(Records excerpted from a collection)

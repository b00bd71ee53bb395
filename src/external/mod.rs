//! The external display runs as a second copy of this binary.
//!
//! The primary spawns it through [`host::ProcessWindowHost`] and writes one
//! JSON command per line to its stdin; the child turns those lines into iced
//! messages through [`inbox::display_inbox`].

pub mod host;
pub mod inbox;

pub use host::ProcessWindowHost;
pub use inbox::{InboxEvent, display_inbox};

/// Where the external display window should appear.
#[derive(Debug, Clone, Copy, Default, PartialEq)]
pub struct DisplayPlacement {
    pub x: Option<f32>,
    pub y: Option<f32>,
    pub width: Option<f32>,
    pub height: Option<f32>,
}

impl DisplayPlacement {
    pub fn from_config(config: &crate::config::AppConfig) -> Self {
        Self {
            x: config.external_x,
            y: config.external_y,
            width: config.external_width,
            height: config.external_height,
        }
    }

    /// Arguments understood by the `--external-display` entry point.
    pub fn to_args(&self) -> Vec<String> {
        let mut args = Vec::new();
        for (flag, value) in [
            ("--x", self.x),
            ("--y", self.y),
            ("--width", self.width),
            ("--height", self.height),
        ] {
            if let Some(value) = value {
                args.push(flag.to_string());
                args.push(value.to_string());
            }
        }
        args
    }

    pub fn position(&self) -> Option<(f32, f32)> {
        Some((self.x?, self.y?))
    }
}
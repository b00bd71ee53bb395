mod canvas;
mod messages;
mod state;
mod update;
mod view;

pub use state::App;

use crate::config::AppConfig;
use crate::external::{DisplayPlacement, ProcessWindowHost};
use iced::{Point, Size, Theme, window};
use std::path::PathBuf;

/// Launch the operator window. `config_path` is handed to the external
/// display so both processes read the same settings.
pub fn run_primary(config: AppConfig, config_path: PathBuf) -> iced::Result {
    let window_settings = window::Settings {
        size: Size::new(config.window_width, config.window_height),
        position: match (config.window_pos_x, config.window_pos_y) {
            (Some(x), Some(y)) if x.is_finite() && y.is_finite() => {
                window::Position::Specific(Point::new(x, y))
            }
            _ => window::Position::Default,
        },
        exit_on_close_request: false,
        ..window::Settings::default()
    };
    let host = ProcessWindowHost::new(DisplayPlacement::from_config(&config), Some(config_path));

    iced::application("Teleprompter", App::update, App::view)
        .window(window_settings)
        .subscription(App::subscription)
        .theme(|_| Theme::Dark)
        .run_with(move || App::bootstrap(config, Box::new(host)))
}

/// Launch the borderless external display.
pub fn run_external(config: AppConfig, placement: DisplayPlacement) -> iced::Result {
    let window_settings = window::Settings {
        size: Size::new(
            placement.width.unwrap_or(config.window_width),
            placement.height.unwrap_or(config.window_height),
        ),
        position: match placement.position() {
            Some((x, y)) if x.is_finite() && y.is_finite() => {
                window::Position::Specific(Point::new(x, y))
            }
            _ => window::Position::Default,
        },
        decorations: false,
        exit_on_close_request: false,
        ..window::Settings::default()
    };

    iced::application("Teleprompter Display", App::update, App::view)
        .window(window_settings)
        .subscription(App::subscription)
        .theme(|_| Theme::Dark)
        .run_with(move || App::bootstrap_external(config))
}
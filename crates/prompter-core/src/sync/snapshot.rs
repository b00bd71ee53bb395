use crate::model::{AppSettings, PlaybackState, ScriptId};
use crate::store::AppState;
use serde::{Deserialize, Serialize};

pub const SNAPSHOT_SCHEMA_VERSION: u32 = 1;

/// Everything the external display needs to paint one frame.
#[derive(Debug, Clone, PartialEq, Serialize, Deserialize)]
pub struct SyncSnapshot {
    pub version: u32,
    /// Monotonic per publisher; receivers drop anything not newer than the
    /// last applied snapshot.
    pub seq: u64,
    pub playback: PlaybackState,
    pub settings: AppSettings,
    pub active_script_id: ScriptId,
    #[serde(default)]
    pub script_content: Option<String>,
}

impl SyncSnapshot {
    pub fn capture(state: &AppState, seq: u64) -> Self {
        Self {
            version: SNAPSHOT_SCHEMA_VERSION,
            seq,
            playback: state.playback.clone(),
            settings: state.settings.clone(),
            active_script_id: state.active_script_id.clone(),
            script_content: state.active_script().map(|script| script.content.clone()),
        }
    }

    pub fn validate(&self) -> Result<(), SnapshotError> {
        if self.version != SNAPSHOT_SCHEMA_VERSION {
            return Err(SnapshotError::UnsupportedVersion {
                found: self.version,
                expected: SNAPSHOT_SCHEMA_VERSION,
            });
        }
        if !self.playback.speed.is_finite() || self.playback.speed <= 0.0 {
            return Err(SnapshotError::InvalidField {
                field: "playback.speed",
            });
        }
        if !self.playback.scroll_position.is_finite() || self.playback.scroll_position < 0.0 {
            return Err(SnapshotError::InvalidField {
                field: "playback.scroll_position",
            });
        }
        if self.active_script_id.trim().is_empty() {
            return Err(SnapshotError::InvalidField {
                field: "active_script_id",
            });
        }
        Ok(())
    }
}

/// One line on the external display's stdin.
#[derive(Debug, Clone, PartialEq, Serialize, Deserialize)]
#[serde(tag = "kind", rename_all = "snake_case")]
pub enum DisplayCommand {
    Snapshot(SyncSnapshot),
    Focus,
    Shutdown,
}

impl DisplayCommand {
    pub fn name(&self) -> &'static str {
        match self {
            DisplayCommand::Snapshot(_) => "snapshot",
            DisplayCommand::Focus => "focus",
            DisplayCommand::Shutdown => "shutdown",
        }
    }

    /// Serialize without the trailing newline.
    pub fn encode_line(&self) -> Result<String, SnapshotError> {
        Ok(serde_json::to_string(self)?)
    }

    pub fn decode_line(line: &str) -> Result<Self, SnapshotError> {
        let line = line.trim();
        let command = match serde_json::from_str::<DisplayCommand>(line) {
            Ok(command) => command,
            Err(err) => {
                // Version mismatch wins over the parse error.
                if let Ok(VersionProbe {
                    version: Some(found),
                }) = serde_json::from_str::<VersionProbe>(line)
                {
                    if found != SNAPSHOT_SCHEMA_VERSION {
                        return Err(SnapshotError::UnsupportedVersion {
                            found,
                            expected: SNAPSHOT_SCHEMA_VERSION,
                        });
                    }
                }
                return Err(err.into());
            }
        };
        if let DisplayCommand::Snapshot(snapshot) = &command {
            snapshot.validate()?;
        }
        Ok(command)
    }
}

#[derive(Deserialize)]
struct VersionProbe {
    version: Option<u32>,
}

#[derive(Debug, thiserror::Error)]
pub enum SnapshotError {
    #[error("Malformed display command: {0}")]
    Malformed(#[from] serde_json::Error),

    #[error("Unsupported snapshot version {found} (expected {expected})")]
    UnsupportedVersion { found: u32, expected: u32 },

    #[error("Invalid snapshot field: {field}")]
    InvalidField { field: &'static str },
}

#[cfg(test)]
mod tests {
    use super::*;

    #[test]
    fn snapshot_line_carries_kind_tag_and_active_content() {
        let state = AppState::default();
        let line = DisplayCommand::Snapshot(SyncSnapshot::capture(&state, 3))
            .encode_line()
            .expect("encode snapshot");

        assert!(line.starts_with(r#"{"kind":"snapshot""#));
        assert!(!line.contains('\n'));
        let decoded = DisplayCommand::decode_line(&line).expect("decode snapshot");
        let DisplayCommand::Snapshot(snapshot) = decoded else {
            panic!("expected snapshot, got {decoded:?}");
        };
        assert_eq!(snapshot.seq, 3);
        assert_eq!(snapshot.active_script_id, "1");
        assert_eq!(
            snapshot.script_content.as_deref(),
            Some(state.active_content())
        );
    }

    #[test]
    fn control_commands_are_bare_tags() {
        assert_eq!(
            DisplayCommand::Focus.encode_line().expect("encode focus"),
            r#"{"kind":"focus"}"#
        );
        assert_eq!(
            DisplayCommand::decode_line("{\"kind\":\"shutdown\"}\n").expect("decode shutdown"),
            DisplayCommand::Shutdown
        );
    }

    #[test]
    fn rejects_other_schema_versions() {
        let line = r#"{"kind":"snapshot","version":2,"seq":1,"frame":{}}"#;
        let err = DisplayCommand::decode_line(line).expect_err("version 2 must be rejected");
        assert!(matches!(
            err,
            SnapshotError::UnsupportedVersion {
                found: 2,
                expected: 1
            }
        ));
    }

    #[test]
    fn rejects_garbage_and_bad_fields() {
        assert!(matches!(
            DisplayCommand::decode_line("not json"),
            Err(SnapshotError::Malformed(_))
        ));

        let mut snapshot = SyncSnapshot::capture(&AppState::default(), 1);
        snapshot.playback.scroll_position = -5.0;
        let line = DisplayCommand::Snapshot(snapshot)
            .encode_line()
            .expect("encode snapshot");
        assert!(matches!(
            DisplayCommand::decode_line(&line),
            Err(SnapshotError::InvalidField {
                field: "playback.scroll_position"
            })
        ));
    }
}
use super::snapshot::DisplayCommand;

#[derive(Debug, Clone, Copy, PartialEq, Eq)]
pub enum SecondaryStatus {
    Created,
    /// Already open; it was asked to come to the front instead.
    Focused,
}

#[derive(Debug, thiserror::Error)]
pub enum HostError {
    #[error("No window host is available for the external display")]
    Unavailable,

    #[error("Failed to start external display: {0}")]
    Spawn(#[from] std::io::Error),

    #[error("External display is closed")]
    Closed,

    #[error("Failed to encode display command: {0}")]
    Encode(#[from] super::snapshot::SnapshotError),
}

/// Whatever owns the external display window.
pub trait WindowHost {
    fn create_secondary(&mut self) -> Result<SecondaryStatus, HostError>;

    fn close_secondary(&mut self);

    fn send_to_secondary(&mut self, command: &DisplayCommand) -> Result<(), HostError>;

    /// True once if the window went away on its own since the last poll.
    fn poll_closed(&mut self) -> bool;

    fn is_open(&self) -> bool;
}

impl<H: WindowHost + ?Sized> WindowHost for Box<H> {
    fn create_secondary(&mut self) -> Result<SecondaryStatus, HostError> {
        (**self).create_secondary()
    }

    fn close_secondary(&mut self) {
        (**self).close_secondary()
    }

    fn send_to_secondary(&mut self, command: &DisplayCommand) -> Result<(), HostError> {
        (**self).send_to_secondary(command)
    }

    fn poll_closed(&mut self) -> bool {
        (**self).poll_closed()
    }

    fn is_open(&self) -> bool {
        (**self).is_open()
    }
}

/// Host used when no external display can be driven.
#[derive(Debug, Clone, Copy, Default)]
pub struct DetachedHost;

impl WindowHost for DetachedHost {
    fn create_secondary(&mut self) -> Result<SecondaryStatus, HostError> {
        Err(HostError::Unavailable)
    }

    fn close_secondary(&mut self) {}

    fn send_to_secondary(&mut self, _command: &DisplayCommand) -> Result<(), HostError> {
        Err(HostError::Unavailable)
    }

    fn poll_closed(&mut self) -> bool {
        false
    }

    fn is_open(&self) -> bool {
        false
    }
}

### Exercise
Starting at the first line of the records above, please copy each line exactly until you reach the line containing "pub fn run_primary(config: AppConfig, config_path: PathBuf)". Include that line and stop there.

### Task output
repository b00bd71ee53bb395
filename src/external/mod.rs
//! The external display runs as a second copy of this binary.
//!
//! The primary spawns it through [`host::ProcessWindowHost`] and writes one
//! JSON command per line to its stdin; the child turns those lines into iced
//! messages through [`inbox::display_inbox`].

pub mod host;
pub mod inbox;

pub use host::ProcessWindowHost;
pub use inbox::{InboxEvent, display_inbox};

/// Where the external display window should appear.
#[derive(Debug, Clone, Copy, Default, PartialEq)]
pub struct DisplayPlacement {
    pub x: Option<f32>,
    pub y: Option<f32>,
    pub width: Option<f32>,
    pub height: Option<f32>,
}

impl DisplayPlacement {
    pub fn from_config(config: &crate::config::AppConfig) -> Self {
        Self {
            x: config.external_x,
            y: config.external_y,
            width: config.external_width,
            height: config.external_height,
        }
    }

    /// Arguments understood by the `--external-display` entry point.
    pub fn to_args(&self) -> Vec<String> {
        let mut args = Vec::new();
        for (flag, value) in [
            ("--x", self.x),
            ("--y", self.y),
            ("--width", self.width),
            ("--height", self.height),
        ] {
            if let Some(value) = value {
                args.push(flag.to_string());
                args.push(value.to_string());
            }
        }
        args
    }

    pub fn position(&self) -> Option<(f32, f32)> {
        Some((self.x?, self.y?))
    }
}
repository b00bd71ee53bb395
mod canvas;
mod messages;
mod state;
mod update;
mod view;

pub use state::App;

use crate::config::AppConfig;
use crate::external::{DisplayPlacement, ProcessWindowHost};
use iced::{Point, Size, Theme, window};
use std::path::PathBuf;

/// Launch the operator window. `config_path` is handed to the external
/// display so both processes read the same settings.
pub fn run_primary(config: AppConfig, config_path: PathBuf) -> iced::Result {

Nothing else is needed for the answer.